For nearly 65 years, Disneyland was a place where millions came for a joyful reprieve from the outside world.Then the coronavirus hit, and Fantasyland became impossible. Walt Disney Co. shut down its two theme parks and three hotels in Anaheim on March 13, furloughing tens of thousands of workers and vowing not to reopen until a safe plan to move forward was ready.

The theme parks are still closed, but Disney’s retail center, Downtown Disney, reopened this week to huge crowds and immediately became a flashpoint for the larger debate about whether California is reopening too quickly even as it sees record numbers of COVID-19 cases and hospitalizations and rising death tolls. Orange County has been hit particularly hard, with hospitalizations increasing nearly 100% in three weeks.

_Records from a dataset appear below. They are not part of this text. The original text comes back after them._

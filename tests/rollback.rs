use chainstore::{
    CacheEvent, GraphStore, LockManager, LogicalLog, NoopCache, PropertyValue, RecordingCache,
    StoreError, WriteTransaction,
};

struct Engine {
    store: GraphStore,
    locks: LockManager,
    log: LogicalLog,
    _dir: tempfile::TempDir,
}

impl Engine {
    fn new() -> Engine {
        let dir = tempfile::tempdir().unwrap();
        let log = LogicalLog::open(dir.path().join("log")).unwrap();
        Engine {
            store: GraphStore::default(),
            locks: LockManager::new(),
            log,
            _dir: dir,
        }
    }
}

#[test]
fn rollback_frees_created_ids_and_evicts_caches() {
    let engine = Engine::new();
    let cache = RecordingCache::new();

    let mut tx = WriteTransaction::new(1, &engine.store, &engine.log, &engine.locks, &cache);
    let a = tx.node_create().unwrap();
    let b = tx.node_create().unwrap();
    let c = tx.node_create().unwrap();
    tx.relationship_create(a, b, 0).unwrap();
    tx.relationship_create(b, c, 0).unwrap();
    tx.rollback().unwrap();

    // Nothing reached the store.
    assert!(engine.store.nodes().in_use_ids().is_empty());
    assert!(engine.store.relationships().in_use_ids().is_empty());

    let events = cache.events();
    let node_evictions = events
        .iter()
        .filter(|e| matches!(e, CacheEvent::EvictNode(_)))
        .count();
    let rel_evictions = events
        .iter()
        .filter(|e| matches!(e, CacheEvent::EvictRelationship(_)))
        .count();
    assert_eq!(node_evictions, 3);
    assert_eq!(rel_evictions, 2);
    assert_eq!(events.len(), 5);

    // Freed identifiers are reused.
    let cache = NoopCache;
    let mut tx = WriteTransaction::new(2, &engine.store, &engine.log, &engine.locks, &cache);
    let reused = tx.node_create().unwrap();
    assert!(reused < 3);
    tx.rollback().unwrap();
}

#[test]
fn rollback_returns_created_property_ids() {
    let engine = Engine::new();
    let cache = NoopCache;

    let mut tx = WriteTransaction::new(1, &engine.store, &engine.log, &engine.locks, &cache);
    let node = tx.node_create().unwrap();
    let key = tx.create_property_index("name").unwrap();
    let entry = tx
        .node_add_property(node, key, &PropertyValue::String("z".repeat(400)))
        .unwrap();
    tx.rollback().unwrap();

    assert!(engine.store.properties().in_use_ids().is_empty());
    // The freed property id comes straight back.
    assert_eq!(
        engine.store.properties().allocate_id().unwrap(),
        entry.property_id
    );
}

#[test]
fn rollback_after_failed_prepare_leaves_the_store_untouched() {
    let engine = Engine::new();
    let cache = NoopCache;

    let mut tx = WriteTransaction::new(1, &engine.store, &engine.log, &engine.locks, &cache);
    let a = tx.node_create().unwrap();
    let b = tx.node_create().unwrap();
    tx.relationship_create(a, b, 0).unwrap();
    tx.prepare().unwrap();
    tx.commit(1).unwrap();

    let mut tx = WriteTransaction::new(2, &engine.store, &engine.log, &engine.locks, &cache);
    tx.node_delete(a).unwrap();
    assert!(tx.prepare().is_err());
    tx.rollback().unwrap();

    assert!(engine.store.nodes().get_record(a).is_ok());
    assert!(engine.store.nodes().get_record(b).is_ok());
}

#[test]
fn rollback_releases_locks_for_other_transactions() {
    let engine = Engine::new();
    let cache = NoopCache;

    let mut tx = WriteTransaction::new(1, &engine.store, &engine.log, &engine.locks, &cache);
    let a = tx.node_create().unwrap();
    let b = tx.node_create().unwrap();
    tx.relationship_create(a, b, 0).unwrap();
    tx.prepare().unwrap();
    tx.commit(1).unwrap();

    let mut tx = WriteTransaction::new(2, &engine.store, &engine.log, &engine.locks, &cache);
    tx.node_delete(b).unwrap();
    tx.rollback().unwrap();

    // The node lock taken by the rolled-back delete is gone; a later
    // transaction deletes without blocking.
    let mut tx = WriteTransaction::new(3, &engine.store, &engine.log, &engine.locks, &cache);
    tx.rel_delete(0).unwrap();
    tx.node_delete(b).unwrap();
    tx.prepare().unwrap();
    tx.commit(2).unwrap();
    assert!(engine.store.nodes().get_record(b).is_err());
}

#[test]
fn ordering_violation_leaves_the_commit_counter_unchanged() {
    let engine = Engine::new();
    let cache = NoopCache;

    let mut tx = WriteTransaction::new(1, &engine.store, &engine.log, &engine.locks, &cache);
    tx.node_create().unwrap();
    tx.prepare().unwrap();
    assert!(matches!(
        tx.commit(7),
        Err(StoreError::OrderingViolation {
            commit_tx: 7,
            last_committed: 0
        })
    ));
    assert_eq!(engine.store.last_committed_tx(), 0);
    assert!(engine.store.nodes().in_use_ids().is_empty());
}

At the same time, the county remains a hotbed of the coronavirus resistance. Cities sued to keep beaches open. Politicians openly scoffed at the suggestions of health officials that residents wear masks in public places. Residents hectored the county’s chief health officer into resigning; videos of customers who berated store employees for not allowing them in without a mask went, well, viral.

On Friday afternoon, hundreds of people wandered around Downtown Disney, a strip of restaurants and shops that ends at the gates to Disneyland and its sister park, Disney California Adventure. It had reopened the day before to such demand that security had to close the adjacent Simba parking lot to keep people away.

“We just wanted to get out and start living again,” said Kimberly Poff, an annual pass holder who proudly held up her newest purchase: a navy blue 65th anniversary long-sleeve shirt that sparkled in the sunlight.